With his return, Saakashvili has monopolized the Georgian opposition’s message, placing his personal fate at the very center of the Georgian politics. To that point, the runoff for the municipal elections, which occurred on October 31st, did not generate any opposition-organized rallies to protest the results, despite the ruling party’s misuse of administrative resources and other malpractices, which were detailed in a statement by the EU ambassador and various European heads of mission to Georgia. Instead, a week later, the UNM organized a large rally in support of Mr. Saakashvili in front of the Rustavi prison where he was jailed at that moment. No other political party joined.
According to some of our sources, despite his seeming success, the former President was quite unhappy with his own party during his imprisonment. “He wants UNM to do more, to be more radical. He thinks that Melia is not doing everything he could to get him released from jail,” says an activist from his party. “He is angry at everyone as I see it. He is even showing that he is annoyed by Elene Khoshtaria’s hunger strike,” says a former close collaborator of Mr. Saakashvili. The former President might also have overestimated the support he has in the country. The few surveys that have been conducted and the result of the last elections (2018 presidential, 2020 parliamentary, and 2021 local) tend to show that while Georgian voters are more and more fed up with GD, that has not resulted in additional support of UNM and Mr. Saakashvili.

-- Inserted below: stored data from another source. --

//! Weighted generative collection engine
//!
//! A layer catalog is scanned from a directory tree of weighted image files,
//! unique trait combinations are drawn from it by weighted sampling, and each
//! combination is composited into a single image and exported with metadata.

#![forbid(unsafe_code)]

/// Unique combination generation with cancellation support
pub mod algorithm;
/// Layer discovery, naming convention and collection documents
pub mod catalog;
/// Input/output operations, configuration and error handling
pub mod io;
/// Weighted sampling and combination space arithmetic
pub mod math;
/// Compositing, export and inline previews
pub mod render;

pub use io::error::{EngineError, Result, Stage};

In total, with the genuine risks he has taken for the sake of the country and for his personal ambitions, Mr. Saakashvili has once again contributed to the personalization of the Georgian political landscape. He won in this respect. But what about Georgia? Ideally, the democratic dynamics that have animated the Caucasian republic for the last two-three decades would entail more genuine political debates on the content and more institutionalization of the governance. But while Georgian voters have shown at each election that they will use the polls to tell the government that they are unhappy with its politics and the poor results it has achieved, they seem not yet ready to go to the street en masse to defend their vote.
This complacency is partly due to the political atmosphere that Mr. Ivanishvili and GD have created in the country. But the complacency comes as well from the split within the opposition, which is not able today to unite around one program or one person. It is as if the opposition is waiting for a new strong leader, like in 2003 when Saakashvili managed to drag behind him most of the real political forces of the country. Saakashvili too seems to dream that he can do that again, and, accordingly, over the last decade, he has done no work to put others from the UNM’s ranks in that position.

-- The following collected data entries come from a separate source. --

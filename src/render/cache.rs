use crate::io::error::Result;
use std::collections::HashMap;
use std::path::{Path, PathBuf};
use std::sync::atomic::{AtomicUsize, Ordering};
use std::sync::{Arc, Mutex, PoisonError};

/// Layer raster ready to be stacked: canvas-sized, premultiplied RGBA8
#[derive(Debug, Clone, PartialEq, Eq)]
pub struct PreparedLayer {
    /// Premultiplied RGBA8 pixels, row-major, canvas width x height
    pub rgba8_premul: Vec<u8>,
}

/// Memoization cache for decoded layer assets
///
/// Every item of an edition reuses the same few layer files, so each asset is
/// decoded and fitted to the canvas once per run. Safe to share across export
/// workers; two workers racing on the same asset may both decode it.
#[derive(Default)]
pub struct AssetCache {
    /// Asset path to prepared raster mapping
    entries: Mutex<HashMap<PathBuf, Arc<PreparedLayer>>>,
    hits: AtomicUsize,
    misses: AtomicUsize,
}

/// Performance metrics for cache effectiveness
#[derive(Default, Debug, Clone, Copy, PartialEq, Eq)]
pub struct CacheStats {
    /// Number of cache hits
    pub hits: usize,
    /// Number of cache misses
    pub misses: usize,
}

impl AssetCache {
    /// Create an empty cache
    pub fn new() -> Self {
        Self::default()
    }

    /// Retrieve a cached raster or load and store a new one
    ///
    /// The loader runs without the lock held. Failed loads are not cached.
    ///
    /// # Errors
    ///
    /// Propagates the loader's error
    pub fn get_or_load<F>(&self, asset: &Path, load: F) -> Result<Arc<PreparedLayer>>
    where
        F: FnOnce() -> Result<PreparedLayer>,
    {
        if let Some(found) = self.lock().get(asset) {
            self.hits.fetch_add(1, Ordering::Relaxed);
            return Ok(Arc::clone(found));
        }

        self.misses.fetch_add(1, Ordering::Relaxed);
        let prepared = Arc::new(load()?);
        let stored = self
            .lock()
            .entry(asset.to_path_buf())
            .or_insert(prepared)
            .clone();
        Ok(stored)
    }

    /// Current hit and miss counts
    pub fn stats(&self) -> CacheStats {
        CacheStats {
            hits: self.hits.load(Ordering::Relaxed),
            misses: self.misses.load(Ordering::Relaxed),
        }
    }

    /// Number of cached assets
    pub fn len(&self) -> usize {
        self.lock().len()
    }

    /// Whether nothing has been cached yet
    pub fn is_empty(&self) -> bool {
        self.lock().is_empty()
    }

    fn lock(&self) -> std::sync::MutexGuard<'_, HashMap<PathBuf, Arc<PreparedLayer>>> {
        self.entries.lock().unwrap_or_else(PoisonError::into_inner)
    }
}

Opposition leaders and activists are divided on the issue. But most of them believe that the Georgian people still desire strong leaders; only strong leaders and personalized politics have the power to interest the Georgian people in politics. Opposition thinkers consider this argument more relevant now. This is because the question is now how to make political change possible in Georgia, when the Ivanishvili government has captured more and more state institutions and increasingly resorts to non-democratic methods to retain power.